◆ Dataset records:
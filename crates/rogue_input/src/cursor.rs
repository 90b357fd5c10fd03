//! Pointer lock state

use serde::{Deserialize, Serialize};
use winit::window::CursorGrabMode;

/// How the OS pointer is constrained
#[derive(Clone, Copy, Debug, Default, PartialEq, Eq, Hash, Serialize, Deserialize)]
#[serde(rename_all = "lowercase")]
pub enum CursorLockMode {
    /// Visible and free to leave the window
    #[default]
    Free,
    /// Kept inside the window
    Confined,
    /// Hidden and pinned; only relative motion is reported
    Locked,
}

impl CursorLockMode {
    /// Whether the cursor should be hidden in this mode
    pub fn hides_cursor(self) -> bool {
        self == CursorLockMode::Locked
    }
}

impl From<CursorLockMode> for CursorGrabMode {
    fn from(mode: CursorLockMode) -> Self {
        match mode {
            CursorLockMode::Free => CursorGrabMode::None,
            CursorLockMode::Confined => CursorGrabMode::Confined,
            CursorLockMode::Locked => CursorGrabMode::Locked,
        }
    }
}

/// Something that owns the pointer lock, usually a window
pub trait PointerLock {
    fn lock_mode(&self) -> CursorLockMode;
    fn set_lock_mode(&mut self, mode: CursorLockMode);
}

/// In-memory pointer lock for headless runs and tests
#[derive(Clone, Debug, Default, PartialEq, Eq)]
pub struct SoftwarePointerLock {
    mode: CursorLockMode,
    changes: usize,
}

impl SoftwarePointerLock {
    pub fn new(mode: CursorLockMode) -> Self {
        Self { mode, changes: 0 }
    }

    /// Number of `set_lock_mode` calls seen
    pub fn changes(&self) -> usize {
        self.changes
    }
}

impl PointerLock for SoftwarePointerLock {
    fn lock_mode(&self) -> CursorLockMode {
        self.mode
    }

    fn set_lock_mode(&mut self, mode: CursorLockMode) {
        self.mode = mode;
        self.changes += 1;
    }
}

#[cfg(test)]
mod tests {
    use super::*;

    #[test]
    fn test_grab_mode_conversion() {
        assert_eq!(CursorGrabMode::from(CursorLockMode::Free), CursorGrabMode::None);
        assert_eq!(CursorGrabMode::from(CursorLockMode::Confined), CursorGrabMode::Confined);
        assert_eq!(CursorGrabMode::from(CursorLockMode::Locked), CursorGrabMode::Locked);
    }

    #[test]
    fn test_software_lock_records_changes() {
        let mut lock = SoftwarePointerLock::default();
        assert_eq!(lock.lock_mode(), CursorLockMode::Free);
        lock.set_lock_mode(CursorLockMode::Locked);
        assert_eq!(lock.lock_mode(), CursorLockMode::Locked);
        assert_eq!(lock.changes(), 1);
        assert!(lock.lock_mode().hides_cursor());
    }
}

...

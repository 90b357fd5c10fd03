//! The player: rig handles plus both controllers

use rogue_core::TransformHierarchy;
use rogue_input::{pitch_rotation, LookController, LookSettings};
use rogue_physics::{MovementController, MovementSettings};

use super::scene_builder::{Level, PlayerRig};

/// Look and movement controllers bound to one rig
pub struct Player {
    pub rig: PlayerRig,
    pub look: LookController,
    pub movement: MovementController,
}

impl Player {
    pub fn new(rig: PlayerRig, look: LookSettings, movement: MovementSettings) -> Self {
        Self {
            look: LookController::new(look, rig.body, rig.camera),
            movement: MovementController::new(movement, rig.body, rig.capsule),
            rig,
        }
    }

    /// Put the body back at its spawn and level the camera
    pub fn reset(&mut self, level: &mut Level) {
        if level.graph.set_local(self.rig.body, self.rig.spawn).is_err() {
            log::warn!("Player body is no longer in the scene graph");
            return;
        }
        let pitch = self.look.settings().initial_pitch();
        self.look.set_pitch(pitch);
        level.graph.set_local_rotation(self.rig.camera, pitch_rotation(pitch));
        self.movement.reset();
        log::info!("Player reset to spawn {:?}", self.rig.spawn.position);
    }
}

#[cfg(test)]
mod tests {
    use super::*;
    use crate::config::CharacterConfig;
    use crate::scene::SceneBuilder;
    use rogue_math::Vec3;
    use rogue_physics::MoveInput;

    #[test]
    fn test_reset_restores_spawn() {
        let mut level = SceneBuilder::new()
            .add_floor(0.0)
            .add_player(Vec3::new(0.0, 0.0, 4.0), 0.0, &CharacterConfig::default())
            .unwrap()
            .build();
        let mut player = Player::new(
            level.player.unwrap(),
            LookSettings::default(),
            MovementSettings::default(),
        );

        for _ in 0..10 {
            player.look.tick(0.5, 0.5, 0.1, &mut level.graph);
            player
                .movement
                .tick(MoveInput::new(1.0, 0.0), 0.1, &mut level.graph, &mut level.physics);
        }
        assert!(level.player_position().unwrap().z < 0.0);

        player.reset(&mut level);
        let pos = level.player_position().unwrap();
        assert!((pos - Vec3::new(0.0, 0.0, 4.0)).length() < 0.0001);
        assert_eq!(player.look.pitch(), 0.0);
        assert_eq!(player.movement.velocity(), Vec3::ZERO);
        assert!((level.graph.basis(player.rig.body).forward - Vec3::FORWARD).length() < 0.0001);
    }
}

◆ Problem: Which lines in the records above contain the word "SoftwarePointerLock"? Copy each one.

◆ Completed exercise:
pub struct SoftwarePointerLock {
impl SoftwarePointerLock {
impl PointerLock for SoftwarePointerLock {
        let mut lock = SoftwarePointerLock::default();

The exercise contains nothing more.